Éramos cinco chicos compartiendo una habitación. La hermandad crecía más fuerte cada año. Compartíamos una litera de metal de tres pisos. Tito y yo dormíamos uno en el cabecero y el otro en los pies. En medio, Michael y Marlon y Jackie en la de abajo para él solo. Él era el único que no sabía lo que es despertarse con un pie en la boca, en la oreja o en los ojos. Nos solíamos ir a la cama entre las 8.30 y 9.00 p.m. y nos quedábamos más de una hora haciendo planes para el día siguiente. Apilábamos columnas de libros y poníamos sábanas encima creando un tejado. Nos encantaba dormir en el suelo como si estuviéramos de acampada.
Por la mañana, éramos el despertador unos de otros. “¿Estás levantado, Jermaine?” Podía escuchar a Michael preguntar en un susurro, “¿Jackie?” mientras Jackie seguía durmiendo unos minutos más. Después llegaba el caos de los “15 minutos del baño.” Cuando alguno de nosotros se pasaba del tiempo, escuchábamos a nuestra madre gritar: “JERMAINE! Tus 15 minutos han terminado!”
Joseph tenía un Buick marrón que era nuestro sistema de alarma para saber que llegaría en pocos minutos a casa. “Despejen la casa!, despejen la casa!”. Entrábamos rápidamente a nuestra habitación y la dejábamos limpia más rápido que si lo hubiera hecho la misma Mary Poppins. No es sorprendente que Michael y yo creciéramos como la clase de hombres que dejan tiradas las ropas por el suelo: cuando creces con tus hermanos en una habitación pequeña, te acostumbras a saber dónde está cada cosa en medio del caos.

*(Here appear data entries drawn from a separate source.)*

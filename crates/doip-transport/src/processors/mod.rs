//! Payload-type specific handlers for completely read messages
//!
//! Only payload types with a processor are accepted over TCP; headers of
//! every other type are answered with `UnknownPayloadType`.

mod alive_check;
mod diagnostic;
mod generic_nack;
mod routing_activation;

use std::collections::HashMap;

pub use alive_check::AliveCheckProcessor;
pub use diagnostic::{DiagnosticMessageProcessor, DiagnosticPreprocessResult};
pub use generic_nack::GenericNackProcessor;
pub use routing_activation::RoutingActivationProcessor;

use crate::channel::socket::ChannelSocket;
use crate::channel::{ChannelEnv, DoIpChannel};
use crate::wire::{check_header, DoIpMessage, NackCode, PayloadLength, PayloadType};

#[derive(Debug, Clone, Copy, PartialEq, Eq)]
pub enum MessageProcessor {
    RoutingActivation(RoutingActivationProcessor),
    AliveCheck(AliveCheckProcessor),
    Diagnostic(DiagnosticMessageProcessor),
    GenericNack(GenericNackProcessor),
}

impl MessageProcessor {
    pub fn payload_type(&self) -> PayloadType {
        match self {
            Self::RoutingActivation(_) => PayloadType::RoutingActivationRequest,
            Self::AliveCheck(_) => PayloadType::AliveCheckResponse,
            Self::Diagnostic(_) => PayloadType::DiagnosticMessage,
            Self::GenericNack(_) => PayloadType::GenericNegativeAcknowledge,
        }
    }

    pub fn payload_length_rule(&self) -> PayloadLength {
        self.payload_type().payload_length_rule()
    }

    pub fn is_valid_payload_length(&self, length: u32) -> bool {
        self.payload_length_rule().accepts(length)
    }

    pub(crate) fn handle_message<S: ChannelSocket>(
        &self,
        message: &DoIpMessage,
        channel: &mut DoIpChannel<S>,
        env: &ChannelEnv<'_, S>,
    ) {
        match self {
            Self::RoutingActivation(p) => p.handle_message(message, channel, env),
            Self::AliveCheck(p) => p.handle_message(message, channel),
            Self::Diagnostic(p) => p.handle_message(channel, env),
            Self::GenericNack(p) => p.handle_message(message, channel),
        }
    }
}

/// Processors keyed by the payload type they handle
#[derive(Debug, Clone)]
pub struct ProcessorTable {
    processors: HashMap<PayloadType, MessageProcessor>,
}

impl ProcessorTable {
    /// The processors of a TCP data channel
    pub fn tcp() -> Self {
        let processors = [
            MessageProcessor::AliveCheck(AliveCheckProcessor),
            MessageProcessor::Diagnostic(DiagnosticMessageProcessor),
            MessageProcessor::RoutingActivation(RoutingActivationProcessor),
            MessageProcessor::GenericNack(GenericNackProcessor),
        ]
        .into_iter()
        .map(|p| (p.payload_type(), p))
        .collect();
        Self { processors }
    }

    pub fn get(&self, payload_type: PayloadType) -> Option<&MessageProcessor> {
        self.processors.get(&payload_type)
    }

    pub fn is_supported(&self, payload_type: PayloadType) -> bool {
        self.processors.contains_key(&payload_type)
    }

    /// Validate a generic header against the supported payload types
    pub fn check_header(&self, message: &DoIpMessage, max_message_length: u32) -> NackCode {
        check_header(message, max_message_length, |payload_type| {
            self.get(payload_type).map(MessageProcessor::payload_length_rule)
        })
    }
}

impl Default for ProcessorTable {
    fn default() -> Self {
        Self::tcp()
    }
}

#[cfg(test)]
mod tests {
    use super::*;

    #[test]
    fn test_tcp_table_contents() {
        let table = ProcessorTable::tcp();
        assert!(table.is_supported(PayloadType::RoutingActivationRequest));
        assert!(table.is_supported(PayloadType::AliveCheckResponse));
        assert!(table.is_supported(PayloadType::DiagnosticMessage));
        assert!(table.is_supported(PayloadType::GenericNegativeAcknowledge));
        assert!(!table.is_supported(PayloadType::AliveCheckRequest));
        assert!(!table.is_supported(PayloadType::VehicleIdentificationRequest));
        assert!(!table.is_supported(PayloadType::EntityStatusRequest));
    }

    #[test]
    fn test_processor_length_rules() {
        let table = ProcessorTable::tcp();
        let routing = table.get(PayloadType::RoutingActivationRequest).unwrap();
        assert!(routing.is_valid_payload_length(7));
        assert!(routing.is_valid_payload_length(11));
        assert!(!routing.is_valid_payload_length(9));

        let alive = table.get(PayloadType::AliveCheckResponse).unwrap();
        assert!(alive.is_valid_payload_length(2));
        assert!(!alive.is_valid_payload_length(3));
    }

    #[test]
    fn test_entity_status_request_is_unknown_over_tcp() {
        let table = ProcessorTable::tcp();
        let message = DoIpMessage {
            protocol_version: 0x02,
            inv_protocol_version: 0xFD,
            payload_type: PayloadType::EntityStatusRequest.code(),
            payload_length: 0,
            payload: Vec::new(),
        };
        assert_eq!(table.check_header(&message, 4096), NackCode::UnknownPayloadType);
    }
}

Cuando Joseph se enfadaba, una mirada suya era suficiente, seguida de las palabras: ESPÉRAME EN TU HABITACIÓN!” Normalmente recibíamos 10 “whops”. Los llamo así porque era el sonido que hacía el cinturón al azotar el aire. Cuando éramos castigados, Michael escuchaba nuestros gritos y por la noche veía las marcas rojas del cinturón en la piel. En su mente, el mero pensamiento de Joseph castigando era traumático.